I was born into the church. I was baptized as a month old infant. My parents were always very involved with all things church. I'm a good Lutheran through and through. Well, pretty much.
So, when people start asking me questions like -- When were you saved? When did you receive Christ as your Lord and Savior? and others like that -- I am always honest and open. I was baptized as a Child of God as an infant, I fully understood and accepted that as an "Affirmation of my Baptism" in 8th grade.
But it goes way beyond that. I am doing sermon prep for next Sunday. When Pastor is away on business or vacation and there is not a supply Pastor who can easily step in, I am called on to lead the service. It is something I enjoy doing and lets me conquer some challenges and learn a little more about scripture in the process.

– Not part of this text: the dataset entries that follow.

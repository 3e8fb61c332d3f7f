// Dotlanth
// Copyright (C) 2025 Synerthink

// This program is free software: you can redistribute it and/or modify
// it under the terms of the GNU Affero General Public License as published by
// the Free Software Foundation, either version 3 of the License, or
// (at your option) any later version.

// This program is distributed in the hope that it will be useful,
// but WITHOUT ANY WARRANTY; without even the implied warranty of
// MERCHANTABILITY or FITNESS FOR A PARTICULAR PURPOSE.  See the
// GNU Affero General Public License for more details.

// You should have received a copy of the GNU Affero General Public License
// along with this program.  If not, see <http://www.gnu.org/licenses/>.

//! Source position tracking

use serde::{Deserialize, Serialize};
use std::fmt;

/// Represents a position in a specification source file
///
/// Positions order declarations: a declaration with a smaller position was
/// declared earlier in the file.
#[derive(Debug, Clone, Copy, PartialEq, Eq, PartialOrd, Ord, Hash, Serialize, Deserialize)]
pub struct Position {
    /// Line number (1-based)
    pub line: usize,
    /// Column number (1-based)
    pub column: usize,
}

impl Position {
    /// Create a new position
    pub fn new(line: usize, column: usize) -> Self {
        Self { line, column }
    }

    /// Create a position at the beginning of a file
    pub fn start() -> Self {
        Self::new(1, 1)
    }

    /// Create an invalid/unknown position
    pub fn unknown() -> Self {
        Self::new(0, 0)
    }

    /// Check if this is a valid position
    pub fn is_valid(&self) -> bool {
        self.line > 0 && self.column > 0
    }
}

impl fmt::Display for Position {
    fn fmt(&self, f: &mut fmt::Formatter<'_>) -> fmt::Result {
        write!(f, "{}:{}", self.line, self.column)
    }
}

impl Default for Position {
    fn default() -> Self {
        Self::unknown()
    }
}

So, while looking through one of the readings for next Sunday, Titus 3:1-8, I was reading the side questions that went with the verses. "What were you like before God showed you his mercy?" Hmm... interesting thought. I believe God has always showed me mercy. I believe as a child of God, I have always had that infinite grace. Then I scratch the surface of the question and whole worlds open up.

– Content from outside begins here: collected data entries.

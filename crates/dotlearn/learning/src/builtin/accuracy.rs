// Dotlanth
// Copyright (C) 2025 Synerthink

// This program is free software: you can redistribute it and/or modify
// it under the terms of the GNU Affero General Public License as published by
// the Free Software Foundation, either version 3 of the License, or
// (at your option) any later version.

// This program is distributed in the hope that it will be useful,
// but WITHOUT ANY WARRANTY; without even the implied warranty of
// MERCHANTABILITY or FITNESS FOR A PARTICULAR PURPOSE.  See the
// GNU Affero General Public License for more details.

// You should have received a copy of the GNU Affero General Public License
// along with this program.  If not, see <http://www.gnu.org/licenses/>.

use crate::example::Feature;
use crate::traits::{FeaturePipeline, Learner, Parser, TestingMetric};

/// Fraction of examples whose prediction equals the oracle's first label
#[derive(Debug, Clone, Copy, Default)]
pub struct Accuracy;

const REAL_TOLERANCE: f64 = 1e-9;

fn agrees(prediction: &Feature, label: &Feature) -> bool {
    match (prediction, label) {
        (Feature::Discrete { value: p, .. }, Feature::Discrete { value: l, .. }) => p == l,
        (Feature::Real { value: p, .. }, Feature::Real { value: l, .. }) => (p - l).abs() <= REAL_TOLERANCE,
        _ => false,
    }
}

impl TestingMetric for Accuracy {
    fn name(&self) -> &str {
        "Accuracy"
    }

    fn test(&self, classifier: &dyn Learner, oracle: &FeaturePipeline, parser: &mut dyn Parser) -> f64 {
        let (mut correct, mut total) = (0usize, 0usize);
        parser.reset();
        while let Some(example) = parser.next() {
            let vector = oracle.vectorize(&example);
            let Some(label) = vector.label() else {
                continue;
            };
            total += 1;
            if classifier.predict(&vector.features).is_some_and(|p| agrees(&p, label)) {
                correct += 1;
            }
        }
        if total == 0 { 0.0 } else { correct as f64 / total as f64 }
    }
}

We all have times in our lives where we have been "less than perfect." We all have some moments of our lives that really are not things we enjoy talking about. They may not be skeletons in the closet stuff but they are still parts of our lives that we really want to keep in storage, not visible to the human eye.

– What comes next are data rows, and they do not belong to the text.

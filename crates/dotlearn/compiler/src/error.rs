// Dotlanth
// Copyright (C) 2025 Synerthink

// This program is free software: you can redistribute it and/or modify
// it under the terms of the GNU Affero General Public License as published by
// the Free Software Foundation, either version 3 of the License, or
// (at your option) any later version.

// This program is distributed in the hope that it will be useful,
// but WITHOUT ANY WARRANTY; without even the implied warranty of
// MERCHANTABILITY or FITNESS FOR A PARTICULAR PURPOSE.  See the
// GNU Affero General Public License for more details.

// You should have received a copy of the GNU Affero General Public License
// along with this program.  If not, see <http://www.gnu.org/licenses/>.

//! Error types for the compiler passes

use dotlearn_learning::LearningError;
use std::path::PathBuf;
use thiserror::Error;

/// Errors that stop a declaration or the whole compiler run
///
/// Everything except [`CompileError::ProtectedOverwrite`] is fatal: once recorded,
/// the remaining passes do not start.
#[derive(Error, Debug)]
pub enum CompileError {
    #[error("I/O error on {path}: {source}")]
    Io {
        path: PathBuf,
        #[source]
        source: std::io::Error,
    },

    #[error(transparent)]
    Learning(#[from] LearningError),

    #[error("{path} does not appear to have been generated by dotlearn; refusing to overwrite it")]
    ProtectedOverwrite { path: PathBuf },

    #[error("Interrupted while waiting for training job `{0}`")]
    Interrupted(String),

    #[error("Internal error: {0}")]
    Internal(String),

    #[error("Configuration error: {0}")]
    Config(String),
}

impl CompileError {
    pub fn io(path: impl Into<PathBuf>, source: std::io::Error) -> Self {
        CompileError::Io { path: path.into(), source }
    }

    pub fn is_fatal(&self) -> bool {
        !matches!(self, CompileError::ProtectedOverwrite { .. })
    }
}

/// Result type for compiler operations
pub type CompileResult<T> = Result<T, CompileError>;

I think coming out of the dark times of our lives is definitely when God shows us mercy. We are shown that even in those ugly times, God is still there and still loving us -- eventhough we don't really want that love.
We are to "slander no one, to be peaceable and considerate, and to show true humility toward all people." (Titus 3:2)Those are tough words but they are so easy. My junior year in college, I was coming from one of those dark places. I tested the waters alot my sophomore year and found many raging currents that I never want to go back to. So coming into my junior year I reclaimed what I knew to be God's love. I started going to church / chapel again. I held down a job. I passed all my classes. These should have all been little things but they were so much more. During that time, I realized who I wanted to be and who I wanted to leave in the past. I graciously accepted God's loving arms where I found safety.
I don't know if any of this will make it into next weeks sermon, but it definitely found a place in my soul today.